[[ Data for review, beginning ]]

//! Node orchestration.
//!
//! # State Machine (per node)
//! ```text
//! Disabled → Enabled:  toggle(enabled) starts the listener
//! Enabled → Applying:  apply_config / restart pushes new configuration
//! Applying → Enabled:  apply succeeded, last_applied_version recorded
//! Applying → Failed → Disabled: apply error force-disables the node
//! Enabled → Disabled:  toggle(disabled) stops traffic, keeps config
//! ```
//!
//! # Design Decisions
//! - Operations on one node are mutually exclusive (per-node async lock);
//!   different nodes proceed in parallel
//! - Status reads bypass the operation lock so a node can be observed
//!   mid-apply
//! - The external proxy process is reached only through the `ProxyHandle`
//!   trait; the recorded state always reflects the last observed outcome,
//!   never the requested intent

pub mod process;

use std::fmt;
use std::str::FromStr;
use std::sync::atomic::{AtomicU8, Ordering};
use std::sync::{Arc, RwLock};

use async_trait::async_trait;
use dashmap::DashMap;
use serde::{Deserialize, Serialize};
use tokio::sync::broadcast;
use tokio::sync::Mutex;

use crate::config::schema::{ConfigKey, ConfigPayload, Hysteria2Config, Socks5Config};
use crate::error::{Error, Result};
use crate::store::{ChangeNotice, ConfigStore};

/// Remarks travel in bundle records behind a u16 length field.
const MAX_REMARK_BYTES: usize = u16::MAX as usize;

/// Identifier of a managed proxy node.
#[derive(Debug, Clone, Copy, PartialEq, Eq, Hash, Serialize, Deserialize)]
#[serde(rename_all = "lowercase")]
pub enum NodeId {
    Node1,
    Node2,
}

impl NodeId {
    pub const ALL: [NodeId; 2] = [NodeId::Node1, NodeId::Node2];

    /// The configuration document this node runs from.
    pub fn config_key(&self) -> ConfigKey {
        match self {
            NodeId::Node1 => ConfigKey::Hysteria2Node1,
            NodeId::Node2 => ConfigKey::Hysteria2Node2,
        }
    }

    /// The node whose runtime is affected by a commit to `key`.
    ///
    /// The SOCKS5 listener is node2's outbound, so SOCKS5 changes land
    /// on node2.
    pub fn affected_by(key: ConfigKey) -> NodeId {
        match key {
            ConfigKey::Hysteria2Node1 => NodeId::Node1,
            ConfigKey::Hysteria2Node2 | ConfigKey::Socks5 => NodeId::Node2,
        }
    }
}

impl fmt::Display for NodeId {
    fn fmt(&self, f: &mut fmt::Formatter<'_>) -> fmt::Result {
        match self {
            NodeId::Node1 => f.write_str("node1"),
            NodeId::Node2 => f.write_str("node2"),
        }
    }
}

impl FromStr for NodeId {
    type Err = ();

    fn from_str(s: &str) -> std::result::Result<Self, Self::Err> {
        match s {
            "node1" => Ok(NodeId::Node1),
            "node2" => Ok(NodeId::Node2),
            _ => Err(()),
        }
    }
}

/// Node lifecycle state.
#[repr(u8)]
#[derive(Debug, Clone, Copy, PartialEq, Eq, Serialize)]
#[serde(rename_all = "lowercase")]
pub enum NodeStatus {
    Disabled = 0,
    Enabled = 1,
    Applying = 2,
    Failed = 3,
}

impl From<u8> for NodeStatus {
    fn from(val: u8) -> Self {
        match val {
            1 => NodeStatus::Enabled,
            2 => NodeStatus::Applying,
            3 => NodeStatus::Failed,
            _ => NodeStatus::Disabled,
        }
    }
}

/// Per-node runtime state reported to callers.
#[derive(Debug, Clone, Serialize)]
pub struct NodeState {
    pub node_id: NodeId,
    pub enabled: bool,
    pub status: NodeStatus,
    pub last_applied_version: Option<u64>,
    pub remark: String,
    /// Observed from the proxy process, not from recorded intent.
    pub running: bool,
}

/// Node enablement record carried inside full bundles.
#[derive(Debug, Clone, PartialEq, Serialize, Deserialize)]
pub struct NodeRecord {
    pub node: NodeId,
    pub enabled: bool,
    pub remark: String,
}

/// Runtime configuration handed to a proxy process: the node's own
/// document plus the cross-document pieces merged in. For node2 that
/// means the SOCKS5 listener as an outbound and, when the document
/// leaves the listen address empty, a listen derived from node1.
#[derive(Debug, Clone, PartialEq, Serialize)]
pub struct EffectiveNodeConfig {
    #[serde(flatten)]
    pub hysteria2: Hysteria2Config,
    #[serde(skip_serializing_if = "Option::is_none")]
    pub socks5_outbound: Option<Socks5Config>,
}

/// Control channel to one external proxy process.
#[async_trait]
pub trait ProxyHandle: Send + Sync {
    /// Start the process with the given configuration.
    async fn start(&self, config: &EffectiveNodeConfig) -> std::io::Result<()>;

    /// Stop the process, draining where the runtime allows.
    async fn stop(&self) -> std::io::Result<()>;

    /// Push new configuration into a running process.
    async fn reload(&self, config: &EffectiveNodeConfig) -> std::io::Result<()>;

    /// Whether the process is currently alive.
    async fn is_running(&self) -> bool;
}

struct SlotMeta {
    enabled: bool,
    last_applied_version: Option<u64>,
    remark: String,
}

struct NodeSlot {
    handle: Arc<dyn ProxyHandle>,
    op_lock: Mutex<()>,
    status: AtomicU8,
    meta: RwLock<SlotMeta>,
}

impl NodeSlot {
    fn new(handle: Arc<dyn ProxyHandle>, enabled: bool) -> Self {
        let status = if enabled {
            NodeStatus::Enabled
        } else {
            NodeStatus::Disabled
        };
        Self {
            handle,
            op_lock: Mutex::new(()),
            status: AtomicU8::new(status as u8),
            meta: RwLock::new(SlotMeta {
                enabled,
                last_applied_version: None,
                remark: String::new(),
            }),
        }
    }

    fn status(&self) -> NodeStatus {
        NodeStatus::from(self.status.load(Ordering::Relaxed))
    }

    fn set_status(&self, status: NodeStatus) {
        self.status.store(status as u8, Ordering::Relaxed);
    }

    fn read_meta(&self) -> (bool, Option<u64>, String) {
        match self.meta.read() {
            Ok(meta) => (meta.enabled, meta.last_applied_version, meta.remark.clone()),
            Err(_) => (false, None, String::new()),
        }
    }

    fn write_meta(&self, f: impl FnOnce(&mut SlotMeta)) {
        if let Ok(mut meta) = self.meta.write() {
            f(&mut meta);
        }
    }
}

/// Applies accepted configuration to the managed proxy processes.
pub struct NodeOrchestrator {
    store: Arc<ConfigStore>,
    nodes: DashMap<NodeId, Arc<NodeSlot>>,
}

[[ Data for review, end ]]

[Exercise description]: Output the records in full. Keep every character as it is.

[Answer space]:
//! Node orchestration.
//!
//! # State Machine (per node)
//! ```text
//! Disabled → Enabled:  toggle(enabled) starts the listener
//! Enabled → Applying:  apply_config / restart pushes new configuration
//! Applying → Enabled:  apply succeeded, last_applied_version recorded
//! Applying → Failed → Disabled: apply error force-disables the node
//! Enabled → Disabled:  toggle(disabled) stops traffic, keeps config
//! ```
//!
//! # Design Decisions
//! - Operations on one node are mutually exclusive (per-node async lock);
//!   different nodes proceed in parallel
//! - Status reads bypass the operation lock so a node can be observed
//!   mid-apply
//! - The external proxy process is reached only through the `ProxyHandle`
//!   trait; the recorded state always reflects the last observed outcome,
//!   never the requested intent

pub mod process;

use std::fmt;
use std::str::FromStr;
use std::sync::atomic::{AtomicU8, Ordering};
use std::sync::{Arc, RwLock};

use async_trait::async_trait;
use dashmap::DashMap;
use serde::{Deserialize, Serialize};
use tokio::sync::broadcast;
use tokio::sync::Mutex;

use crate::config::schema::{ConfigKey, ConfigPayload, Hysteria2Config, Socks5Config};
use crate::error::{Error, Result};
use crate::store::{ChangeNotice, ConfigStore};

/// Remarks travel in bundle records behind a u16 length field.
const MAX_REMARK_BYTES: usize = u16::MAX as usize;

/// Identifier of a managed proxy node.
#[derive(Debug, Clone, Copy, PartialEq, Eq, Hash, Serialize, Deserialize)]
#[serde(rename_all = "lowercase")]
pub enum NodeId {
    Node1,
    Node2,
}

impl NodeId {
    pub const ALL: [NodeId; 2] = [NodeId::Node1, NodeId::Node2];

    /// The configuration document this node runs from.
    pub fn config_key(&self) -> ConfigKey {
        match self {
            NodeId::Node1 => ConfigKey::Hysteria2Node1,
            NodeId::Node2 => ConfigKey::Hysteria2Node2,
        }
    }

    /// The node whose runtime is affected by a commit to `key`.
    ///
    /// The SOCKS5 listener is node2's outbound, so SOCKS5 changes land
    /// on node2.
    pub fn affected_by(key: ConfigKey) -> NodeId {
        match key {
            ConfigKey::Hysteria2Node1 => NodeId::Node1,
            ConfigKey::Hysteria2Node2 | ConfigKey::Socks5 => NodeId::Node2,
        }
    }
}

impl fmt::Display for NodeId {
    fn fmt(&self, f: &mut fmt::Formatter<'_>) -> fmt::Result {
        match self {
            NodeId::Node1 => f.write_str("node1"),
            NodeId::Node2 => f.write_str("node2"),
        }
    }
}

impl FromStr for NodeId {
    type Err = ();

    fn from_str(s: &str) -> std::result::Result<Self, Self::Err> {
        match s {
            "node1" => Ok(NodeId::Node1),
            "node2" => Ok(NodeId::Node2),
            _ => Err(()),
        }
    }
}

/// Node lifecycle state.
#[repr(u8)]
#[derive(Debug, Clone, Copy, PartialEq, Eq, Serialize)]
#[serde(rename_all = "lowercase")]
pub enum NodeStatus {
    Disabled = 0,
    Enabled = 1,
    Applying = 2,
    Failed = 3,
}

impl From<u8> for NodeStatus {
    fn from(val: u8) -> Self {
        match val {
            1 => NodeStatus::Enabled,
            2 => NodeStatus::Applying,
            3 => NodeStatus::Failed,
            _ => NodeStatus::Disabled,
        }
    }
}

/// Per-node runtime state reported to callers.
#[derive(Debug, Clone, Serialize)]
pub struct NodeState {
    pub node_id: NodeId,
    pub enabled: bool,
    pub status: NodeStatus,
    pub last_applied_version: Option<u64>,
    pub remark: String,
    /// Observed from the proxy process, not from recorded intent.
    pub running: bool,
}

/// Node enablement record carried inside full bundles.
#[derive(Debug, Clone, PartialEq, Serialize, Deserialize)]
pub struct NodeRecord {
    pub node: NodeId,
    pub enabled: bool,
    pub remark: String,
}

/// Runtime configuration handed to a proxy process: the node's own
/// document plus the cross-document pieces merged in. For node2 that
/// means the SOCKS5 listener as an outbound and, when the document
/// leaves the listen address empty, a listen derived from node1.
#[derive(Debug, Clone, PartialEq, Serialize)]
pub struct EffectiveNodeConfig {
    #[serde(flatten)]
    pub hysteria2: Hysteria2Config,
    #[serde(skip_serializing_if = "Option::is_none")]
    pub socks5_outbound: Option<Socks5Config>,
}

/// Control channel to one external proxy process.
#[async_trait]
pub trait ProxyHandle: Send + Sync {
    /// Start the process with the given configuration.
    async fn start(&self, config: &EffectiveNodeConfig) -> std::io::Result<()>;

    /// Stop the process, draining where the runtime allows.
    async fn stop(&self) -> std::io::Result<()>;

    /// Push new configuration into a running process.
    async fn reload(&self, config: &EffectiveNodeConfig) -> std::io::Result<()>;

    /// Whether the process is currently alive.
    async fn is_running(&self) -> bool;
}

struct SlotMeta {
    enabled: bool,
    last_applied_version: Option<u64>,
    remark: String,
}

struct NodeSlot {
    handle: Arc<dyn ProxyHandle>,
    op_lock: Mutex<()>,
    status: AtomicU8,
    meta: RwLock<SlotMeta>,
}

impl NodeSlot {
    fn new(handle: Arc<dyn ProxyHandle>, enabled: bool) -> Self {
        let status = if enabled {
            NodeStatus::Enabled
        } else {
            NodeStatus::Disabled
        };
        Self {
            handle,
            op_lock: Mutex::new(()),
            status: AtomicU8::new(status as u8),
            meta: RwLock::new(SlotMeta {
                enabled,
                last_applied_version: None,
                remark: String::new(),
            }),
        }
    }

    fn status(&self) -> NodeStatus {
        NodeStatus::from(self.status.load(Ordering::Relaxed))
    }

    fn set_status(&self, status: NodeStatus) {
        self.status.store(status as u8, Ordering::Relaxed);
    }

    fn read_meta(&self) -> (bool, Option<u64>, String) {
        match self.meta.read() {
            Ok(meta) => (meta.enabled, meta.last_applied_version, meta.remark.clone()),
            Err(_) => (false, None, String::new()),
        }
    }

    fn write_meta(&self, f: impl FnOnce(&mut SlotMeta)) {
        if let Ok(mut meta) = self.meta.write() {
            f(&mut meta);
        }
    }
}

/// Applies accepted configuration to the managed proxy processes.
pub struct NodeOrchestrator {
    store: Arc<ConfigStore>,
    nodes: DashMap<NodeId, Arc<NodeSlot>>,
}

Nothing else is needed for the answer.